● WHAT THE EXERCISE ASKS
Scan the lines below for the word "NaiveDate". Copy each line you find it in.

Segment Start: DATA RECORDS

use chrono::NaiveDate;
use serde::{Deserialize, Serialize};
use std::fmt;

#[derive(Debug, Clone, Copy, PartialEq, Eq, PartialOrd, Ord, Hash, Serialize, Deserialize)]
pub enum Grade {
    #[serde(rename = "9th")]
    Ninth,
    #[serde(rename = "10th")]
    Tenth,
    #[serde(rename = "11th")]
    Eleventh,
    #[serde(rename = "12th")]
    Twelfth,
}

impl Grade {
    pub const ALL: [Grade; 4] = [Grade::Ninth, Grade::Tenth, Grade::Eleventh, Grade::Twelfth];

    pub fn as_str(self) -> &'static str {
        match self {
            Self::Ninth => "9th",
            Self::Tenth => "10th",
            Self::Eleventh => "11th",
            Self::Twelfth => "12th",
        }
    }

    pub fn parse(s: &str) -> Option<Self> {
        Self::ALL.into_iter().find(|g| g.as_str() == s.trim())
    }
}

impl fmt::Display for Grade {
    fn fmt(&self, f: &mut fmt::Formatter<'_>) -> fmt::Result {
        f.write_str(self.as_str())
    }
}

#[derive(Debug, Clone, Copy, PartialEq, Eq, Hash, Serialize, Deserialize)]
pub enum Gender {
    Male,
    Female,
    Other,
}

#[derive(Debug, Clone, Copy, PartialEq, Eq, PartialOrd, Ord, Hash, Serialize, Deserialize)]
pub enum StudentStatus {
    Active,
    Inactive,
    Graduated,
    Suspended,
}

impl StudentStatus {
    pub const ALL: [StudentStatus; 4] = [
        StudentStatus::Active,
        StudentStatus::Inactive,
        StudentStatus::Graduated,
        StudentStatus::Suspended,
    ];

    pub fn as_str(self) -> &'static str {
        match self {
            Self::Active => "Active",
            Self::Inactive => "Inactive",
            Self::Graduated => "Graduated",
            Self::Suspended => "Suspended",
        }
    }

    pub fn parse(s: &str) -> Option<Self> {
        Self::ALL.into_iter().find(|v| v.as_str() == s.trim())
    }
}

/// Editable student fields. Everything a form submits; id and avatar are
/// owned by the engine.
#[derive(Debug, Clone, PartialEq, Serialize, Deserialize)]
#[serde(rename_all = "camelCase")]
pub struct StudentData {
    pub first_name: String,
    pub last_name: String,
    pub email: String,
    pub grade: Grade,
    pub age: u32,
    pub gender: Gender,
    pub enrollment_date: NaiveDate,
    #[serde(default)]
    pub address: String,
    #[serde(default)]
    pub parent_phone: String,
    pub status: StudentStatus,
    pub gpa: f64,
}

impl StudentData {
    pub fn full_name(&self) -> String {
        format!("{} {}", self.first_name, self.last_name)
    }
}

/// Uppercased first letters of first and last name.
pub fn avatar_initials(first_name: &str, last_name: &str) -> String {
    first_name
        .trim()
        .chars()
        .take(1)
        .chain(last_name.trim().chars().take(1))
        .flat_map(char::to_uppercase)
        .collect()
}

/// A roster entry. Fields are read-only outside the crate so the id can
/// never change and the avatar always tracks the current name.
#[derive(Debug, Clone, PartialEq, Serialize)]
#[serde(rename_all = "camelCase")]
pub struct Student {
    id: String,
    #[serde(flatten)]
    data: StudentData,
    avatar: String,
}

impl Student {
    pub(crate) fn new(id: String, data: StudentData) -> Self {
        let avatar = avatar_initials(&data.first_name, &data.last_name);
        Self { id, data, avatar }
    }

    pub(crate) fn with_data(&self, data: StudentData) -> Self {
        Self::new(self.id.clone(), data)
    }

    pub fn id(&self) -> &str {
        &self.id
    }

    pub fn data(&self) -> &StudentData {
        &self.data
    }

    pub fn avatar(&self) -> &str {
        &self.avatar
    }
}

#[derive(Debug, Clone, Copy, PartialEq, Eq, Hash, Serialize, Deserialize)]
pub enum AttendanceStatus {
    Present,
    Absent,
    Late,
    Excused,
}

impl AttendanceStatus {
    /// Present and Late both count toward the attendance rate.
    pub fn counts_as_attended(self) -> bool {
        matches!(self, Self::Present | Self::Late)
    }
}

#[derive(Debug, Clone, PartialEq, Eq, Serialize, Deserialize)]
#[serde(rename_all = "camelCase")]
pub struct AttendanceRecord {
    pub student_id: String,
    pub date: NaiveDate,
    pub status: AttendanceStatus,
}

#[derive(Debug, Clone, PartialEq, Serialize, Deserialize)]
#[serde(rename_all = "camelCase")]
pub struct SubjectMark {
    pub student_id: String,
    pub subject: String,
    pub exam: String,
    pub marks: f64,
    pub max_marks: f64,
}

impl SubjectMark {
    pub fn same_key(&self, student_id: &str, subject: &str, exam: &str) -> bool {
        self.student_id == student_id && self.subject == subject && self.exam == exam
    }
}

Segment End: DATA RECORDS

● EXPECTED ANSWER
use chrono::NaiveDate;
    pub enrollment_date: NaiveDate,
    pub date: NaiveDate,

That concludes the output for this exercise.